• _EXERCISE_: Across the records that follow, how many lines contain the string "FormInner"? Answer with the number only.
-=-=-
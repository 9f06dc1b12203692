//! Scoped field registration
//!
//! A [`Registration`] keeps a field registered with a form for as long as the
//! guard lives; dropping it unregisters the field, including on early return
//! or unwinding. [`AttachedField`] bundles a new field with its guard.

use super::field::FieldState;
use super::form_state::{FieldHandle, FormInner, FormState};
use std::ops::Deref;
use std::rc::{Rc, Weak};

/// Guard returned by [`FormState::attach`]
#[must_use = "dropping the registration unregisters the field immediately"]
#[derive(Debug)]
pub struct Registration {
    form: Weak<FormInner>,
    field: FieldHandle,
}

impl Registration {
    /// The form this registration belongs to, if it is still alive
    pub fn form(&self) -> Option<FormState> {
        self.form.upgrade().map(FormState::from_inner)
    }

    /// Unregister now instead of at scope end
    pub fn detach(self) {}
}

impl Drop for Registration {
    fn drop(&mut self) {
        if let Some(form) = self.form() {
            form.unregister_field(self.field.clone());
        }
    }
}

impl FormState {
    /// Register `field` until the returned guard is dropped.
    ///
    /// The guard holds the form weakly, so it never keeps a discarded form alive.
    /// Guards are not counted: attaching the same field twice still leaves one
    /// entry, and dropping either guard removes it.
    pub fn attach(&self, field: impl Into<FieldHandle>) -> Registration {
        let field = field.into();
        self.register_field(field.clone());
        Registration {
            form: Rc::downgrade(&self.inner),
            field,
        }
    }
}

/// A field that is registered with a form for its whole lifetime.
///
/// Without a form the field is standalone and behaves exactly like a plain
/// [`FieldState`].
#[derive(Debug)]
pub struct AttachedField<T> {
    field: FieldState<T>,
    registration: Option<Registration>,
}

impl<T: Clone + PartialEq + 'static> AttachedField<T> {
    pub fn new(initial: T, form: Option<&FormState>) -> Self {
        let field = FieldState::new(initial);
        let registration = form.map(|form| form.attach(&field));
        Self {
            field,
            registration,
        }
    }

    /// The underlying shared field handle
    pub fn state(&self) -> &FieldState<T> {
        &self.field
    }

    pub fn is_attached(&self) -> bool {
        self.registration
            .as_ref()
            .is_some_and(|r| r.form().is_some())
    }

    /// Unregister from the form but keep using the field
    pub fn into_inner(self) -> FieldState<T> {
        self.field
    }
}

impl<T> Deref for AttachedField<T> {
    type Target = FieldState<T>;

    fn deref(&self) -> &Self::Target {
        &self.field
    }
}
-=-=-
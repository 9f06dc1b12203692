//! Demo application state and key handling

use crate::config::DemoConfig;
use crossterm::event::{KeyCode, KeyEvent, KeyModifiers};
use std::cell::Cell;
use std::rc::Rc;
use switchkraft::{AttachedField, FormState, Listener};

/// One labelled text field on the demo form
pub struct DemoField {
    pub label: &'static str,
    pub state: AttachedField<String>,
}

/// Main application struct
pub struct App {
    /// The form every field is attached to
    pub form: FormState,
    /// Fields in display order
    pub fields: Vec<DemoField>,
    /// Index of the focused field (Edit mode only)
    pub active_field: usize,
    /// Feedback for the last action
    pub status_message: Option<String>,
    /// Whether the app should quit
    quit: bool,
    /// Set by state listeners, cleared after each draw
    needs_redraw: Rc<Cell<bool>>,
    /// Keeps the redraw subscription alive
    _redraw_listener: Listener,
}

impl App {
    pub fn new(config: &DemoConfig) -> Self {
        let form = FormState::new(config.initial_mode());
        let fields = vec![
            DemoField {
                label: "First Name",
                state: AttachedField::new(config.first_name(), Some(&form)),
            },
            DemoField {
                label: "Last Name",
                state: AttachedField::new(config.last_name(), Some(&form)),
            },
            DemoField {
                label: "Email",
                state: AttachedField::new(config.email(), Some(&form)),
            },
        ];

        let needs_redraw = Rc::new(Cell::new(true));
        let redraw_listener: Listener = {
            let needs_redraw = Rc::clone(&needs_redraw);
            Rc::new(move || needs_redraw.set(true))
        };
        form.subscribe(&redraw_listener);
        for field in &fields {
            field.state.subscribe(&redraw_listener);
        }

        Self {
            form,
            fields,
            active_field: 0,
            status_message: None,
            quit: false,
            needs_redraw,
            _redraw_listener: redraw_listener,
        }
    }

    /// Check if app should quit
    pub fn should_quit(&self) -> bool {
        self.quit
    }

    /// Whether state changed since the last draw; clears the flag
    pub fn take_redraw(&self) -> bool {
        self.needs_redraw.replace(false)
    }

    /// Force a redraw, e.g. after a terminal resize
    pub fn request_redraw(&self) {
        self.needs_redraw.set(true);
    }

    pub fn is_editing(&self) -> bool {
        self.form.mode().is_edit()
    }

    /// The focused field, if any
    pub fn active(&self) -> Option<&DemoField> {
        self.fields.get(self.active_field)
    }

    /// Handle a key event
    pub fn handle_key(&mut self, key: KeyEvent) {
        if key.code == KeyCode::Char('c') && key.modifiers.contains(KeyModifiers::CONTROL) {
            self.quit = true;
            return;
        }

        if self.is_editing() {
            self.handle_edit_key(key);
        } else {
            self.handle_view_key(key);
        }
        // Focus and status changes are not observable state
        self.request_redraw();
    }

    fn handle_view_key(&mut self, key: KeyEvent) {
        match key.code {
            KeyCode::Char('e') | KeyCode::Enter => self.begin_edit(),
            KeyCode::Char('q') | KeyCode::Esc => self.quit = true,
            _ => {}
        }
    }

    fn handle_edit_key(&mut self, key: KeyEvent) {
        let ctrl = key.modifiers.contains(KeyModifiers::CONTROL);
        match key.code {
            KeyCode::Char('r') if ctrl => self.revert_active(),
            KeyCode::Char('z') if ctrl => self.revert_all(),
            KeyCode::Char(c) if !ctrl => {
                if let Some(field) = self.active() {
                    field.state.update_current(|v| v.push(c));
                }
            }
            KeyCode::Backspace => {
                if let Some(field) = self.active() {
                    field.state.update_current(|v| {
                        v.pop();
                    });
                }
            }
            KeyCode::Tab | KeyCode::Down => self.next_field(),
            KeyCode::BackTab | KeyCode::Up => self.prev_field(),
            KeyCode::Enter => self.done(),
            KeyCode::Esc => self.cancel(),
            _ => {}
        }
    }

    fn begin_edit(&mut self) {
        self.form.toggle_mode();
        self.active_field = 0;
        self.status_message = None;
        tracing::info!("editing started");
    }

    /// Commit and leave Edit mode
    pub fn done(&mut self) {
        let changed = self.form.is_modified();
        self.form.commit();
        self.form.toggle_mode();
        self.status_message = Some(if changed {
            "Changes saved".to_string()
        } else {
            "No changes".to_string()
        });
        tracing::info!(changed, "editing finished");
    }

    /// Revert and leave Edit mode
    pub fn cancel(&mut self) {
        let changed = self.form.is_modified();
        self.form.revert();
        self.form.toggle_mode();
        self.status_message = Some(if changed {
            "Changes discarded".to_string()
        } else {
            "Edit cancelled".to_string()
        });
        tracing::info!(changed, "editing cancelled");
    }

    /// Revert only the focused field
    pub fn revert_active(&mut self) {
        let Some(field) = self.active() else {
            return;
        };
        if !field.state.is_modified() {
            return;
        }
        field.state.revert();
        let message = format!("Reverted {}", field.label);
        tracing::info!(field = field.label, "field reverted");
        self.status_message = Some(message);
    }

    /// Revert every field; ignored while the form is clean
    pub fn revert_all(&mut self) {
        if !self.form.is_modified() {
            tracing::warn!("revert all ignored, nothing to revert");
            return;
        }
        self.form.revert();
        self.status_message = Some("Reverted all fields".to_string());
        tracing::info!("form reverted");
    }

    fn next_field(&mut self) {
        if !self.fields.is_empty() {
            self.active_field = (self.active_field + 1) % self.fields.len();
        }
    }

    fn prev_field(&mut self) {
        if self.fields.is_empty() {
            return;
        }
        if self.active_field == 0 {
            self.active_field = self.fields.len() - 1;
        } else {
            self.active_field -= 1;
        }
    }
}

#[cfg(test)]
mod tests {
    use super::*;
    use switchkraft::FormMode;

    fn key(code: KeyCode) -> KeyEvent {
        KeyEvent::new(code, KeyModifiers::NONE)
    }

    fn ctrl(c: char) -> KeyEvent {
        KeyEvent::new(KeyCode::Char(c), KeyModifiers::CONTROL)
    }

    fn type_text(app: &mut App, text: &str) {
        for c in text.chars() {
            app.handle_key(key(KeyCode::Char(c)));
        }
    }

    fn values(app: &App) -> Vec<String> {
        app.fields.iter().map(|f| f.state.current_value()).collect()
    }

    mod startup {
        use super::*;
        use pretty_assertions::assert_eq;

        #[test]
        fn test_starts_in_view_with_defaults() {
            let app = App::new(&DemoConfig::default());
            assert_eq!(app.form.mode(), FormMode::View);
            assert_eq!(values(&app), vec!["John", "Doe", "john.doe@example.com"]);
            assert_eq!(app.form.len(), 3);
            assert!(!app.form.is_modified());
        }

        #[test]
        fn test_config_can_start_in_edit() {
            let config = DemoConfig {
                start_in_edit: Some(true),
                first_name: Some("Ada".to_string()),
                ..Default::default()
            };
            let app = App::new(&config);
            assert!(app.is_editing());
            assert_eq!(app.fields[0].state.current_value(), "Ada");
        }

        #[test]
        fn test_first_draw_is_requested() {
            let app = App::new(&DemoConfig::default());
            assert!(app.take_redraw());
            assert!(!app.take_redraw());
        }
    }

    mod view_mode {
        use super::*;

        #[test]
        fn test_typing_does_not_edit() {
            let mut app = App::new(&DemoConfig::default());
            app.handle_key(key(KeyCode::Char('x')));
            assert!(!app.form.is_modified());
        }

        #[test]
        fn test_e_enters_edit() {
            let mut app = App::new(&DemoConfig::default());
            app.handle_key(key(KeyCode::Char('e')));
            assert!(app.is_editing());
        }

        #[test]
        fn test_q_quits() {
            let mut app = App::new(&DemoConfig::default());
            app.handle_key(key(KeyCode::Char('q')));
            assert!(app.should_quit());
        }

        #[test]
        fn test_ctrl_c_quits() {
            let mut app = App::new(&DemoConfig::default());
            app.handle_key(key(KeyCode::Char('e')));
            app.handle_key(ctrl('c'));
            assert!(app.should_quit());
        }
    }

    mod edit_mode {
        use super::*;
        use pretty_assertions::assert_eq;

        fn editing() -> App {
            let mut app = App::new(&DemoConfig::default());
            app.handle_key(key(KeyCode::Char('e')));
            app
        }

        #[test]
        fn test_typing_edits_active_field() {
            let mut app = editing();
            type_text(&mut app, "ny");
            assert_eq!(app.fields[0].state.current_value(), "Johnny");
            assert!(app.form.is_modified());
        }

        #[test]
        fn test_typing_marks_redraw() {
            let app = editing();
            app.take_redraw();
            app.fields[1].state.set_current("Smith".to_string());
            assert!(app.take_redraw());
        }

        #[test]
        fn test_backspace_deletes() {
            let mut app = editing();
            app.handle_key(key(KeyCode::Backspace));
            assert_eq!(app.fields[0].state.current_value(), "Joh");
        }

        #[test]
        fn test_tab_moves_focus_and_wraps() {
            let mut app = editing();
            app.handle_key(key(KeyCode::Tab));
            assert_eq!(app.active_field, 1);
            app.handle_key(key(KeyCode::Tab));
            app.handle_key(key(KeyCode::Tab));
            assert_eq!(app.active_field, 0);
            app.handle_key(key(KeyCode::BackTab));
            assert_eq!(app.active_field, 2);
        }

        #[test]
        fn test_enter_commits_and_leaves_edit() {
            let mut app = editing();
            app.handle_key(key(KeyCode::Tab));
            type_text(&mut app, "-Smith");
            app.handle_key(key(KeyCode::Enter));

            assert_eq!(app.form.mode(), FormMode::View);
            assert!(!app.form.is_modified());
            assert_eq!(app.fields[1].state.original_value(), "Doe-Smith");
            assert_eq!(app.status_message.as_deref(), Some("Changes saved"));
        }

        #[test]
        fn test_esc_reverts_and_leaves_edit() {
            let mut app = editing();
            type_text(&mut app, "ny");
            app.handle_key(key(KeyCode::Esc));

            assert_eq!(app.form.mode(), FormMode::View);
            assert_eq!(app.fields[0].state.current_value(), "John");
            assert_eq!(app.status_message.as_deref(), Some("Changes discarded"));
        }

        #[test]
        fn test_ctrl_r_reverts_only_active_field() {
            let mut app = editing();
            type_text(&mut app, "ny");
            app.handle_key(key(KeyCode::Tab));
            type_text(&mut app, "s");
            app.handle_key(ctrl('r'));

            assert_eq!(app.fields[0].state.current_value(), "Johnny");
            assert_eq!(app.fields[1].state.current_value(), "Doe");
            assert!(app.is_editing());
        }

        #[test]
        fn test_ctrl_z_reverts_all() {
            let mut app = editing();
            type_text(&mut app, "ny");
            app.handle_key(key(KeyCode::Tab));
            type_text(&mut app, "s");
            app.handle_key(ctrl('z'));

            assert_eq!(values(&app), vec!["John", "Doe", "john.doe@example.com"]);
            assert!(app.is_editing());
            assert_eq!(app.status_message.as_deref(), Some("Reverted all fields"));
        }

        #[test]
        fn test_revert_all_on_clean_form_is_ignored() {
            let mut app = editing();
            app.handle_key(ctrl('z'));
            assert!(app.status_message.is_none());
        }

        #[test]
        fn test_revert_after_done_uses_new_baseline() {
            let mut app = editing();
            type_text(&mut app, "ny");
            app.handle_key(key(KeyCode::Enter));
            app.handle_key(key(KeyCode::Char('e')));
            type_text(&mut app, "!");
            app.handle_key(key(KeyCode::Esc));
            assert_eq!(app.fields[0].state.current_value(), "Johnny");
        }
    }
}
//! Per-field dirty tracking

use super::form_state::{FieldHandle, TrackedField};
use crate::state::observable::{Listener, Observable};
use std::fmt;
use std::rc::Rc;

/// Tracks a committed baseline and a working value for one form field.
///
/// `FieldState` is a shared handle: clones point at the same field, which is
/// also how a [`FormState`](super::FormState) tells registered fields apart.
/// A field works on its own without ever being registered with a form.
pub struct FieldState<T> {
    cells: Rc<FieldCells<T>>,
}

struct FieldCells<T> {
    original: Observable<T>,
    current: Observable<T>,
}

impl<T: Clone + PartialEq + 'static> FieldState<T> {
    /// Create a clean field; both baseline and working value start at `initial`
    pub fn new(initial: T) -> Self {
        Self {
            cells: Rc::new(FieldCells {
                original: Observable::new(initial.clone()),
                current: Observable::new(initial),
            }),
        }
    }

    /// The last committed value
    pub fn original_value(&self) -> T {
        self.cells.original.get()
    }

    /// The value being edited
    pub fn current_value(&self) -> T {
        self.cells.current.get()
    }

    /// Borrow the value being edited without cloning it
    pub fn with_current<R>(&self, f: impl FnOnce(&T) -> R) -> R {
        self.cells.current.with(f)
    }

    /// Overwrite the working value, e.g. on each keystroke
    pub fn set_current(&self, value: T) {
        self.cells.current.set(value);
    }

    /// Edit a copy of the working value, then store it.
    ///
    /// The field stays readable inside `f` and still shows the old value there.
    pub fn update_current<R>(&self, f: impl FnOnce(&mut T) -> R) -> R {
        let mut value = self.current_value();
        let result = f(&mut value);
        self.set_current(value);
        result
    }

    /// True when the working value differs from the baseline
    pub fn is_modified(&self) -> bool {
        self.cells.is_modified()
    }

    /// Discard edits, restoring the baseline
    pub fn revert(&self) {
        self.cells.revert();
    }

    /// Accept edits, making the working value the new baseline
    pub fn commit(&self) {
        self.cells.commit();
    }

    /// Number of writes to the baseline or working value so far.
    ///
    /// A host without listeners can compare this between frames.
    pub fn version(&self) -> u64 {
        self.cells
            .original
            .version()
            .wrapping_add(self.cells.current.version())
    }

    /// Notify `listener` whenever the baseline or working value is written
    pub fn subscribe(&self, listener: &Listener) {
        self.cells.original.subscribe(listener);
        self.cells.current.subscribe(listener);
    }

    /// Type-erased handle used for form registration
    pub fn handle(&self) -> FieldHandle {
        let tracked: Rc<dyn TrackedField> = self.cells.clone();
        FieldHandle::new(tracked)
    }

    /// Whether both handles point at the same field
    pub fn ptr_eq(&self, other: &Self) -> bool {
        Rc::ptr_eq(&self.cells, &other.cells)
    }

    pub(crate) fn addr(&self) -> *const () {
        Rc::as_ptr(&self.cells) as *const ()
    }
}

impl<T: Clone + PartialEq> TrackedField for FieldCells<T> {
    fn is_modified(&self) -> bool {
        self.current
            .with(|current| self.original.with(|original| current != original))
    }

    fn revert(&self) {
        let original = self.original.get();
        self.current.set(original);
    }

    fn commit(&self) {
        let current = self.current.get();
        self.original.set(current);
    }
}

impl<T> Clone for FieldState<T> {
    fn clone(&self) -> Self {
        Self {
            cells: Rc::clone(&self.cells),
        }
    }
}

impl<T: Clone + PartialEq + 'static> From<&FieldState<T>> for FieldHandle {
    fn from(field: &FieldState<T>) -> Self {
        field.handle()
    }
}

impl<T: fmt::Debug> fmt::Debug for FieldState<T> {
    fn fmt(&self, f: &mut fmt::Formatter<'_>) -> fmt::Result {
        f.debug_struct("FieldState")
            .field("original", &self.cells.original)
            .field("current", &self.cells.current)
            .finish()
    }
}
-=-=-
• _ANSWER TO THE EXERCISE_: 2